This title is no longer available from this publisher at this time. To let the publisher know you are interested in the title, please email bv-help@uchicago.edu.
The Economy of Glory: From Ancien Régime France to the Fall of Napoleon
by Robert Morrissey translated by Teresa Lavender Fagan
University of Chicago Press, 2013 Cloth: 978-0-226-92458-8 | eISBN: 978-0-226-92459-5 Library of Congress Classification DC203.9.M6813 2014 Dewey Decimal Classification 944.05
ABOUT THIS BOOK | AUTHOR BIOGRAPHY | REVIEWS | TOC | REQUEST ACCESSIBLE FILE
ABOUT THIS BOOK From the outset of Napoleon’s career, the charismatic Corsican was compared to mythic heroes of antiquity like Achilles, and even today he remains the apotheosis of French glory, a value deeply embedded in the country’s history.

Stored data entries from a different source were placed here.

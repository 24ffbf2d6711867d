//! One-time password code type.

use core::fmt;

use serde::{Deserialize, Serialize};

/// Errors that can occur when parsing an [`OtpCode`].
#[derive(thiserror::Error, Debug, Clone)]
pub enum OtpCodeError {
    /// The code is not exactly six characters long.
    #[error("code must be exactly {expected} digits")]
    WrongLength {
        /// Required number of digits.
        expected: usize,
    },
    /// The code contains a non-digit character.
    #[error("code must contain only digits")]
    NonDigit,
}

/// A six-digit one-time password, as entered by the farmer.
///
/// The raw code only ever exists in memory while a send or verify request
/// is in flight; storage and comparison happen on its SHA-256 digest.
/// `Display` renders a masked value so a code can never leak through a
/// log line or an error message.
#[derive(Clone, Serialize, Deserialize, PartialEq, Eq, Hash)]
#[serde(transparent)]
pub struct OtpCode(String);

impl OtpCode {
    /// Number of digits in a code.
    pub const LENGTH: usize = 6;

    /// Parse an `OtpCode` from a string, trimming surrounding whitespace.
    ///
    /// # Errors
    ///
    /// Returns an error if the input is not exactly six ASCII digits.
    pub fn parse(s: &str) -> Result<Self, OtpCodeError> {
        let s = s.trim();

        if s.len() != Self::LENGTH {
            return Err(OtpCodeError::WrongLength {
                expected: Self::LENGTH,
            });
        }

        if !s.bytes().all(|b| b.is_ascii_digit()) {
            return Err(OtpCodeError::NonDigit);
        }

        Ok(Self(s.to_owned()))
    }

    /// Build a code from a number in `0..1_000_000`, zero-padded to six digits.
    #[must_use]
    pub fn from_number(n: u32) -> Self {
        Self(format!("{:06}", n % 1_000_000))
    }

    /// Returns the code as a string slice.
    #[must_use]
    pub fn as_str(&self) -> &str {
        &self.0
    }
}

impl fmt::Display for OtpCode {
    fn fmt(&self, f: &mut fmt::Formatter<'_>) -> fmt::Result {
        write!(f, "******")
    }
}

impl fmt::Debug for OtpCode {
    fn fmt(&self, f: &mut fmt::Formatter<'_>) -> fmt::Result {
        f.debug_tuple("OtpCode").field(&"******").finish()
    }
}

impl std::str::FromStr for OtpCode {
    type Err = OtpCodeError;

    fn from_str(s: &str) -> Result<Self, Self::Err> {
        Self::parse(s)
    }
}

#[cfg(test)]
#[allow(clippy::unwrap_used)]
mod tests {
    use super::*;

    #[test]
    fn test_parse_valid() {
        let code = OtpCode::parse("012345").unwrap();
        assert_eq!(code.as_str(), "012345");
    }

    #[test]
    fn test_parse_trims_whitespace() {
        let code = OtpCode::parse(" 654321 ").unwrap();
        assert_eq!(code.as_str(), "654321");
    }

    #[test]
    fn test_parse_wrong_length() {
        assert!(matches!(
            OtpCode::parse("12345"),
            Err(OtpCodeError::WrongLength { .. })
        ));
        assert!(matches!(
            OtpCode::parse("1234567"),
            Err(OtpCodeError::WrongLength { .. })
        ));
    }

    #[test]
    fn test_parse_non_digit() {
        assert!(matches!(
            OtpCode::parse("12a456"),
            Err(OtpCodeError::NonDigit)
        ));
    }

    #[test]
    fn test_from_number_zero_pads() {
        assert_eq!(OtpCode::from_number(7).as_str(), "000007");
        assert_eq!(OtpCode::from_number(1_234_567).as_str(), "234567");
    }

    #[test]
    fn test_display_masks_code() {
        let code = OtpCode::parse("123456").unwrap();
        assert_eq!(code.to_string(), "******");
        assert!(!format!("{code:?}").contains("123456"));
    }
}
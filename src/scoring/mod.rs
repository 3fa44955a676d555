pub mod config;
pub mod engine;
pub mod ledger;
pub mod observer;
pub mod validation;

pub use config::*;
pub use engine::{
    score_contact, score_contacts, score_operator, score_operator_with, ContactScore,
    ContactStatus, DayLocationResult, OperatorSummary, ScoreReport,
};
pub use ledger::{Activation, ActivationLedger};
pub use observer::{NoopObserver, ScoringEvent, ScoringObserver, TracingObserver};
pub use validation::{validate_ruleset, RulesetError};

From this angle, the Napoleonic era can be viewed as the final chapter in the battle of the Ancients and Moderns. In this book, Robert Morrissey presents a literary and cultural history of glory and its development in France and explores the “economy of glory” Napoleon sought to implement in an attempt to heal the divide between the Old Regime and the Revolution.

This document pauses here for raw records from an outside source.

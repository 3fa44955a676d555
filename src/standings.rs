use std::cmp::Ordering;
use std::collections::BTreeMap;
use std::num::NonZeroUsize;
use std::thread;

use crate::logbook::Contact;
use crate::scoring::{score_operator_with, Ruleset, ScoreReport, TracingObserver};

/// One operator's place in the standings
#[derive(Debug, Clone)]
pub struct Standing<'a> {
    pub operator: &'a str,
    pub report: ScoreReport<'a>,
}

/// Score every operator and rank them.
///
/// Operators are split into at most `available_parallelism()` chunks, one
/// scoped thread each. Every operator still gets its own ledger; the runs
/// share nothing but the read-only ruleset. Ranking is by total score
/// descending, then operator callsign ascending for ties.
pub fn score_operators<'a>(
    operators: &'a BTreeMap<String, Vec<Contact>>,
    ruleset: &Ruleset,
) -> Vec<Standing<'a>> {
    let entries: Vec<(&'a String, &'a Vec<Contact>)> = operators.iter().collect();
    let workers = thread::available_parallelism()
        .map(NonZeroUsize::get)
        .unwrap_or(1);
    let chunk_size = entries.len().div_ceil(workers).max(1);

    let mut standings: Vec<Standing<'a>> = thread::scope(|scope| {
        let handles: Vec<_> = entries
            .chunks(chunk_size)
            .map(|chunk| scope.spawn(move || score_chunk(chunk, ruleset)))
            .collect();

        handles
            .into_iter()
            .flat_map(|handle| handle.join().unwrap_or_else(|e| std::panic::resume_unwind(e)))
            .collect()
    });

    standings.sort_by(|a, b| {
        // Primary: score descending
        let score_cmp = b
            .report
            .summary
            .total_score
            .partial_cmp(&a.report.summary.total_score)
            .unwrap_or(Ordering::Equal);
        if score_cmp != Ordering::Equal {
            return score_cmp;
        }
        a.operator.cmp(b.operator)
    });

    standings
}

fn score_chunk<'a>(
    chunk: &[(&'a String, &'a Vec<Contact>)],
    ruleset: &Ruleset,
) -> Vec<Standing<'a>> {
    chunk
        .iter()
        .map(|&(operator, contacts)| {
            let mut observer = TracingObserver::new(operator.as_str());
            Standing {
                operator: operator.as_str(),
                report: score_operator_with(contacts, ruleset, &mut observer),
            }
        })
        .collect()
}

#[cfg(test)]
mod tests {
    use super::*;
    use chrono::NaiveDate;

    fn contact(id: u64, operator: &str, day: u32, park: &str) -> Contact {
        Contact {
            id,
            operator: operator.to_string(),
            call: None,
            mode: "CW".to_string(),
            tx_power: None,
            timestamp: NaiveDate::from_ymd_opt(2024, 6, day)
                .unwrap()
                .and_hms_opt(12, 0, 0),
            locations: vec![park.to_string()],
        }
    }

    fn sample_operators() -> BTreeMap<String, Vec<Contact>> {
        let mut operators = BTreeMap::new();
        operators.insert(
            "AA1AA".to_string(),
            vec![contact(1, "AA1AA", 1, "P1")], // 2
        );
        operators.insert(
            "BB2BB".to_string(),
            vec![contact(2, "BB2BB", 1, "P1"), contact(3, "BB2BB", 2, "P2")], // 2 + 4
        );
        operators.insert(
            "CC3CC".to_string(),
            vec![contact(4, "CC3CC", 1, "P5")], // 2
        );
        operators
    }

    #[test]
    fn test_ranked_by_score_then_callsign() {
        let operators = sample_operators();
        let standings = score_operators(&operators, &Ruleset::default());
        let order: Vec<&str> = standings.iter().map(|s| s.operator).collect();
        assert_eq!(order, vec!["BB2BB", "AA1AA", "CC3CC"]);
        assert_eq!(standings[0].report.summary.total_score, 6.0);
    }

    #[test]
    fn test_operators_scored_independently() {
        // Both operators start at P1; neither run sees the other's ledger
        let operators = sample_operators();
        let standings = score_operators(&operators, &Ruleset::default());
        for standing in &standings {
            let first = standing.report.buckets().next().unwrap();
            assert!(!first.is_new_location);
        }
    }

    #[test]
    fn test_matches_sequential_scoring() {
        let operators = sample_operators();
        let ruleset = Ruleset::default();
        let standings = score_operators(&operators, &ruleset);
        for standing in standings {
            let sequential =
                crate::scoring::score_operator(&operators[standing.operator], &ruleset);
            assert_eq!(standing.report.summary, sequential.summary);
        }
    }

    #[test]
    fn test_more_operators_than_workers() {
        let operators: BTreeMap<String, Vec<Contact>> = (0..200u64)
            .map(|n| {
                let call = format!("OP{:03}", n);
                let contacts = vec![contact(n, &call, 1, "P1"), contact(1000 + n, &call, 2, "P2")];
                (call, contacts)
            })
            .collect();
        let standings = score_operators(&operators, &Ruleset::default());
        assert_eq!(standings.len(), 200);
        assert!(standings.iter().all(|s| s.report.summary.total_score == 6.0));
        assert_eq!(standings[0].operator, "OP000");
        assert_eq!(standings[199].operator, "OP199");
    }

    #[test]
    fn test_no_operators() {
        let operators = BTreeMap::new();
        assert!(score_operators(&operators, &Ruleset::default()).is_empty());
    }
}
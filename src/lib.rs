pub mod config;
pub mod logbook;
pub mod output;
pub mod scoring;
pub mod standings;
pub mod telemetry;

Examining how Napoleon saw glory as a means of escaping the impasse of Revolutionary ideas of radical egalitarianism, Morrissey illustrates the challenge the leader faced in reconciling the antagonistic values of virtue and self-interest, heroism and equality. He reveals that the economy of glory was both egalitarian, creating the possibility of an aristocracy based on merit rather than wealth, and traditional, being deeply embedded in the history of aristocratic chivalry and the monarchy—making it the heart of Napoleon’s politics of fusion. Going beyond Napoleon, Morrissey considers how figures of French romanticism such as Chateaubriand, Balzac, and Hugo constantly reevaluated this legacy of glory and its consequences for modernity. Available for the first time in English, The Economy of Glory is a sophisticated and beautifully written addition to French history.
AUTHOR BIOGRAPHY
Robert Morrissey is the Benjamin Franklin Professor of French Literature in the Department of Romance Languages and Literatures at the University of Chicago and executive director of the France Chicago Center. He lives in Chicago. Teresa Lavender Fagan is a freelance translator living in Chicago. She has translated numerous books for the University of Chicago Press.
REVIEWS
“Robert Morrissey’s brilliant The Economy of Glory is a literary and cultural history of glory in France, focused on Napoleon, but taking in a great deal more. It engages profitably with cutting-edge cultural and literary history of the period, and it adds a great deal to our understanding of the history of glory in general, Napoleon’s regime, and the literature written in Napoleon’s shadow. This book is an enormously original, sophisticated, and beautifully written piece of work.”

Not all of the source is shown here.